Problem to work on: Pick out each line with the word "lock" from the material that follows.

++++ Dataset excerpts ++++

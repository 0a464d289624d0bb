use std::sync::Arc;
use axum::{
    extract::{Multipart, State},
    Json,
};
use serde_json::{json, Value};
use tracing::{info, warn};

use shared_config::AppConfig;
use shared_models::error::AppError;

use crate::models::PatientError;
use crate::services::{read_upload, PatientService};

fn unexpected(err: PatientError) -> AppError {
    match err {
        PatientError::Fixture(inner) => inner.into(),
        other => AppError::Internal(other.to_string()),
    }
}

#[axum::debug_handler]
pub async fn get_patients(
    State(config): State<Arc<AppConfig>>,
) -> Result<Json<Value>, AppError> {
    info!("GET_PATIENTS: reading patients-data.json");

    let service = PatientService::new(&config);

    match service.get_patients().await {
        Ok(patients) => Ok(Json(patients)),
        Err(err @ PatientError::PatientsNotFound) => {
            warn!("{}", err);
            Ok(Json(json!({
                "error": err.to_string(),
                "patients": []
            })))
        }
        Err(e) => Err(unexpected(e)),
    }
}

#[axum::debug_handler]
pub async fn get_patient_info(
    State(config): State<Arc<AppConfig>>,
) -> Result<Json<Value>, AppError> {
    info!("GET_PATIENT_INFO: reading patient-info.json");

    let service = PatientService::new(&config);

    match service.get_patient_info().await {
        Ok(info) => Ok(Json(info)),
        Err(err @ PatientError::PatientInfoNotFound) => {
            warn!("{}", err);
            Ok(Json(json!({
                "error": err.to_string(),
                "patient": {}
            })))
        }
        Err(e) => Err(unexpected(e)),
    }
}

#[axum::debug_handler]
pub async fn process_patient_file(
    State(config): State<Arc<AppConfig>>,
    multipart: Multipart,
) -> Result<Json<Value>, AppError> {
    let upload = read_upload(multipart).await?;
    info!("PROCESS_PATIENT_FILE: returning patient info for upload {}", upload.filename);

    let service = PatientService::new(&config);

    match service.process_patient_file(&upload.filename).await {
        Ok(info) => Ok(Json(Value::Object(info))),
        Err(err @ PatientError::TemplateNotFound) => {
            warn!("{}", err);
            Ok(Json(json!({
                "error": err.to_string(),
                "processed_file": upload.filename,
                "status": "error"
            })))
        }
        Err(e) => Err(unexpected(e)),
    }
}

#[axum::debug_handler]
pub async fn upload_file(
    State(config): State<Arc<AppConfig>>,
    multipart: Multipart,
) -> Result<Json<Value>, AppError> {
    let upload = read_upload(multipart).await?;
    info!(
        "UPLOAD: received {} ({} bytes), returning healthcare-data.json",
        upload.filename, upload.size_bytes
    );

    let service = PatientService::new(&config);

    match service.get_healthcare_data().await {
        Ok(data) => Ok(Json(data)),
        Err(err @ PatientError::HealthcareDataNotFound) => {
            warn!("{}", err);
            Ok(Json(json!({
                "error": err.to_string(),
                "filename": upload.filename,
                "message": "File received but no healthcare data is available",
                "status": "error"
            })))
        }
        Err(e) => Err(unexpected(e)),
    }
}
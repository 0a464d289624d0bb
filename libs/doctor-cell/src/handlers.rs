use std::sync::Arc;

use axum::{
    extract::{Query, State},
    Json,
};
use serde_json::{json, Value};
use tracing::{info, warn};

use shared_config::AppConfig;
use shared_models::error::AppError;

use crate::models::{CalculatedStats, DoctorError, DoctorSearchQuery, Pagination};
use crate::services::DoctorService;

fn fixture_failure(err: DoctorError) -> AppError {
    match err {
        DoctorError::Fixture(inner) => inner.into(),
        other => AppError::Internal(other.to_string()),
    }
}

#[axum::debug_handler]
pub async fn get_doctors(
    State(state): State<Arc<AppConfig>>,
    Query(query): Query<DoctorSearchQuery>,
) -> Result<Json<Value>, AppError> {
    info!(
        "GET_DOCTORS: reading doctors-data.json (search={:?}, department={:?}, specialization={:?})",
        query.search, query.department, query.specialization
    );

    let doctor_service = DoctorService::new(&state);

    match doctor_service.search_doctors(&query).await {
        Ok(page) => Ok(Json(json!(page))),
        Err(DoctorError::DataNotFound) => {
            warn!("Doctors fixture missing, returning empty listing");
            Ok(Json(json!({
                "error": DoctorError::DataNotFound.to_string(),
                "doctors": [],
                "pagination": Pagination::empty(query.page(), query.limit()),
                "summary": {}
            })))
        }
        Err(e) => Err(fixture_failure(e)),
    }
}

#[axum::debug_handler]
pub async fn get_doctors_analytics(
    State(state): State<Arc<AppConfig>>,
) -> Result<Json<Value>, AppError> {
    info!("GET_DOCTORS_ANALYTICS: calculating chart data from doctors-data.json");

    let doctor_service = DoctorService::new(&state);

    match doctor_service.get_analytics().await {
        Ok(analytics) => Ok(Json(json!(analytics))),
        Err(DoctorError::DataNotFound) => {
            warn!("Doctors fixture missing, returning empty analytics");
            Ok(Json(json!({
                "error": DoctorError::DataNotFound.to_string(),
                "specialization_distribution": [],
                "department_distribution": [],
                "rating_distribution": [],
                "experience_vs_success": []
            })))
        }
        Err(e) => Err(fixture_failure(e)),
    }
}

#[axum::debug_handler]
pub async fn get_doctors_summary(
    State(state): State<Arc<AppConfig>>,
) -> Result<Json<Value>, AppError> {
    info!("GET_DOCTORS_SUMMARY: calculating summary statistics from doctors-data.json");

    let doctor_service = DoctorService::new(&state);

    match doctor_service.get_summary().await {
        Ok(summary) => Ok(Json(Value::Object(summary))),
        Err(DoctorError::DataNotFound) => {
            warn!("Doctors fixture missing, returning zeroed summary");
            Ok(Json(json!({
                "error": DoctorError::DataNotFound.to_string(),
                "totalDoctors": 0,
                "calculated_stats": CalculatedStats::default()
            })))
        }
        Err(e) => Err(fixture_failure(e)),
    }
}
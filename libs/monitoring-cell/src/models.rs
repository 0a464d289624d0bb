use serde::{Deserialize, Serialize};

pub const HEALTHY: &str = "healthy";

#[derive(Debug, Clone, PartialEq, Eq, Serialize, Deserialize)]
pub struct HealthCheckResponse {
    pub status: String,
    pub service: String,
}

impl HealthCheckResponse {
    pub fn healthy(service: &str) -> Self {
        Self {
            status: HEALTHY.to_string(),
            service: service.to_string(),
        }
    }
}
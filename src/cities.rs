//! 从自由文本中提取城市名
//!
//! 单次请求模型，要求以 `", "` 分隔返回城市列表，然后按原样切分。
//! 不校验模型是否遵守格式。

use crate::error::Result;
use crate::llm::ChatModel;
use crate::llm::types::Message;
use std::sync::Arc;
use tracing::{debug, info};

pub const EXTRACTOR_SYSTEM_PROMPT: &str =
    "You are a helpful assistant that extracts city names.";

pub struct CityExtractor {
    model: Arc<dyn ChatModel>,
}

impl CityExtractor {
    pub fn new(model: Arc<dyn ChatModel>) -> Self {
        Self { model }
    }

    pub fn prompt(input_text: &str) -> String {
        format!(
            "Extract all city names from the following input: '{}'. \
             Return the city names as a comma-separated list.",
            input_text
        )
    }

    pub async fn extract_cities(&self, input_text: &str) -> Result<Vec<String>> {
        let messages = vec![
            Message::system(EXTRACTOR_SYSTEM_PROMPT),
            Message::user(Self::prompt(input_text)),
        ];

        let reply = self.model.chat_simple(messages).await?;
        debug!(reply = %reply, "城市提取原始回复");

        let cities = split_city_list(&reply);
        info!(count = cities.len(), "🏙️ 提取到城市");
        Ok(cities)
    }
}

/// 去掉首尾空白后按 `", "` 切分
pub fn split_city_list(reply: &str) -> Vec<String> {
    reply.trim().split(", ").map(str::to_string).collect()
}

#[cfg(test)]
mod tests {
    use super::*;
    use crate::testing::MockChatModel;

    #[test]
    fn test_split_city_list() {
        assert_eq!(
            split_city_list("  New York, Tokyo, London\n"),
            vec!["New York", "Tokyo", "London"]
        );
        // 格式不符时不做修正
        assert_eq!(split_city_list("Paris,Berlin"), vec!["Paris,Berlin"]);
        assert_eq!(split_city_list(""), vec![""]);
    }

    #[tokio::test]
    async fn test_extract_cities_prompt_and_split() {
        let mock = Arc::new(MockChatModel::new().with_text("Colombo, Kandy"));
        let extractor = CityExtractor::new(mock.clone());

        let cities = extractor
            .extract_cities("Is it raining in Colombo or Kandy today?")
            .await
            .unwrap();
        assert_eq!(cities, vec!["Colombo", "Kandy"]);

        assert_eq!(mock.call_count(), 1);
        let request = mock.last_request().unwrap();
        assert!(request.tools.is_none());
        assert_eq!(request.messages.len(), 2);
        assert_eq!(
            request.messages[0].content.as_deref(),
            Some(EXTRACTOR_SYSTEM_PROMPT)
        );
        assert_eq!(
            request.messages[1].content.as_deref(),
            Some(
                "Extract all city names from the following input: \
                 'Is it raining in Colombo or Kandy today?'. \
                 Return the city names as a comma-separated list."
            )
        );
    }

    #[tokio::test]
    async fn test_extract_cities_empty_reply_is_error() {
        let mock = Arc::new(MockChatModel::new().with_message(Message {
            role: crate::llm::types::Role::Assistant,
            content: None,
            ..Default::default()
        }));
        let extractor = CityExtractor::new(mock);
        assert!(extractor.extract_cities("nothing here").await.is_err());
    }
}
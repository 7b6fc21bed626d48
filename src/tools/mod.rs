//! 工具系统
//!
//! 工具集合在编译期就已确定，因此用枚举 [`WeatherTool`] 表示，而不是按名字
//! 动态注册。模型的调用请求经 [`ToolRequest::parse`] 转成强类型请求后再执行。

mod weather;

pub use weather::{ToolOutcome, ToolRequest, WeatherTool};

use std::collections::HashMap;

pub type ToolParameters = HashMap<String, serde_json::Value>;
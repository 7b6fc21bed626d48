//! Mock 天气数据源，按地点预设返回值，并记录每次调用。
//!
//! 未预设的地点返回 `{"error": "Could not fetch weather for <location>"}`，
//! 与真实数据源非 200 时的行为一致。

use crate::error::Result;
use crate::weather::{
    ErrorRecord, ForecastEntry, Unit, WeatherProvider, WeatherRecord, WeatherReport,
};
use async_trait::async_trait;
use std::collections::HashMap;
use std::sync::{Arc, Mutex};

/// 一次数据源调用
#[derive(Debug, Clone, PartialEq)]
pub enum WeatherCall {
    Current { location: String, unit: Unit },
    Forecast { location: String, days: u32, unit: Unit },
}

#[derive(Default)]
pub struct MockWeatherProvider {
    current: HashMap<String, WeatherRecord>,
    forecast: HashMap<String, Vec<ForecastEntry>>,
    calls: Arc<Mutex<Vec<WeatherCall>>>,
}

impl MockWeatherProvider {
    pub fn new() -> Self {
        Self::default()
    }

    pub fn with_current(mut self, location: impl Into<String>, record: WeatherRecord) -> Self {
        self.current.insert(location.into(), record);
        self
    }

    pub fn with_forecast(
        mut self,
        location: impl Into<String>,
        entries: Vec<ForecastEntry>,
    ) -> Self {
        self.forecast.insert(location.into(), entries);
        self
    }

    pub fn calls(&self) -> Vec<WeatherCall> {
        self.calls.lock().unwrap().clone()
    }

    pub fn call_count(&self) -> usize {
        self.calls.lock().unwrap().len()
    }

    /// 构造一条只关心核心读数的当前天气记录，其余字段取占位值
    pub fn record(
        location: &str,
        description: &str,
        temperature: f64,
        humidity: f64,
        wind_speed: f64,
    ) -> WeatherRecord {
        WeatherRecord {
            location: location.to_string(),
            country: String::new(),
            temperature,
            temperature_feels_like: temperature,
            humidity,
            pressure: 1013.0,
            wind_speed,
            wind_gust: None,
            visibility: None,
            sunrise: 0,
            sunset: 0,
            unit: Unit::Metric.label().to_string(),
            description: description.to_string(),
            cloudiness: 0.0,
            precipitation_probability: None,
        }
    }
}

#[async_trait]
impl WeatherProvider for MockWeatherProvider {
    async fn fetch_current(
        &self,
        location: &str,
        unit: Unit,
    ) -> Result<WeatherReport<WeatherRecord>> {
        self.calls.lock().unwrap().push(WeatherCall::Current {
            location: location.to_string(),
            unit,
        });

        Ok(match self.current.get(location) {
            Some(record) => WeatherReport::Found(WeatherRecord {
                unit: unit.label().to_string(),
                ..record.clone()
            }),
            None => WeatherReport::Unavailable(ErrorRecord::for_location(location)),
        })
    }

    async fn fetch_forecast(
        &self,
        location: &str,
        days: u32,
        unit: Unit,
    ) -> Result<WeatherReport<Vec<ForecastEntry>>> {
        self.calls.lock().unwrap().push(WeatherCall::Forecast {
            location: location.to_string(),
            days,
            unit,
        });

        Ok(match self.forecast.get(location) {
            Some(entries) => {
                WeatherReport::Found(entries.iter().take(days as usize).cloned().collect())
            }
            None => WeatherReport::Unavailable(ErrorRecord::for_location(location)),
        })
    }
}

++++

Response to this task:
        self.calls.lock().unwrap().clone()
        self.calls.lock().unwrap().len()
        self.calls.lock().unwrap().push(WeatherCall::Current {
        self.calls.lock().unwrap().push(WeatherCall::Forecast {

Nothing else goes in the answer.